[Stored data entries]
──────

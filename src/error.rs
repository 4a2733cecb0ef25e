//! Error types for the ticker cache
//!
//! Provides unified error handling using thiserror.

use axum::{
    http::StatusCode,
    response::{IntoResponse, Response},
    Json,
};
use thiserror::Error;

use crate::models::ErrorResponse;

// == Cache Error Enum ==
/// Unified error type for the ticker cache.
///
/// Durable storage failures are fail-open and never reach callers through
/// this type.
#[derive(Error, Debug)]
pub enum CacheError {
    /// Key not found in cache
    #[error("Key not found: {0}")]
    NotFound(String),

    /// Value could not be serialized into a cache entry
    #[error("Serialization failed: {0}")]
    Serialization(#[from] serde_json::Error),
}

// == IntoResponse Implementation ==
impl IntoResponse for CacheError {
    fn into_response(self) -> Response {
        let status = match &self {
            CacheError::NotFound(_) => StatusCode::NOT_FOUND,
            CacheError::Serialization(_) => StatusCode::UNPROCESSABLE_ENTITY,
        };

        (status, Json(ErrorResponse::new(self.to_string()))).into_response()
    }
}

// == Result Type Alias ==
/// Convenience Result type for the ticker cache.
pub type Result<T> = std::result::Result<T, CacheError>;
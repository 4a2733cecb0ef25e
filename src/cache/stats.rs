//! Cache Statistics Module
//!
//! Tracks cache effectiveness: hits, misses, expirations and persistence failures.

use serde::Serialize;

// == Cache Stats ==
/// Tracks cache performance metrics.
#[derive(Debug, Clone, Default, Serialize)]
pub struct CacheStats {
    /// Number of reads served from the cache
    pub hits: u64,
    /// Number of reads that found nothing fresh (absent or expired)
    pub misses: u64,
    /// Number of entries removed because they went stale
    pub expirations: u64,
    /// Number of durable writes that failed and left the cache memory-only
    pub persist_failures: u64,
    /// Current number of entries in the cache, stale ones included
    pub total_entries: usize,
}

impl CacheStats {
    // == Constructor ==
    /// Creates a new CacheStats with all counters at zero.
    pub fn new() -> Self {
        Self::default()
    }

    // == Hit Rate ==
    /// Calculates the cache hit rate.
    ///
    /// Returns hits / (hits + misses), or 0.0 if no reads have been made.
    pub fn hit_rate(&self) -> f64 {
        let total = self.hits + self.misses;
        if total == 0 {
            0.0
        } else {
            self.hits as f64 / total as f64
        }
    }

    pub fn record_hit(&mut self) {
        self.hits += 1;
    }

    pub fn record_miss(&mut self) {
        self.misses += 1;
    }

    /// Counts `count` entries removed as stale.
    pub fn record_expirations(&mut self, count: usize) {
        self.expirations += count as u64;
    }

    pub fn record_persist_failure(&mut self) {
        self.persist_failures += 1;
    }

    pub fn set_total_entries(&mut self, count: usize) {
        self.total_entries = count;
    }
}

──────

What is expected: Up to and including the line with "let status = match", print every line of the records from the start.

Solved exercise:
filename src/error.rs
repository 4a2733cecb0ef25e
//! Error types for the ticker cache
//!
//! Provides unified error handling using thiserror.

use axum::{
    http::StatusCode,
    response::{IntoResponse, Response},
    Json,
};
use thiserror::Error;

use crate::models::ErrorResponse;

// == Cache Error Enum ==
/// Unified error type for the ticker cache.
///
/// Durable storage failures are fail-open and never reach callers through
/// this type.
#[derive(Error, Debug)]
pub enum CacheError {
    /// Key not found in cache
    #[error("Key not found: {0}")]
    NotFound(String),

    /// Value could not be serialized into a cache entry
    #[error("Serialization failed: {0}")]
    Serialization(#[from] serde_json::Error),
}

// == IntoResponse Implementation ==
impl IntoResponse for CacheError {
    fn into_response(self) -> Response {
        let status = match &self {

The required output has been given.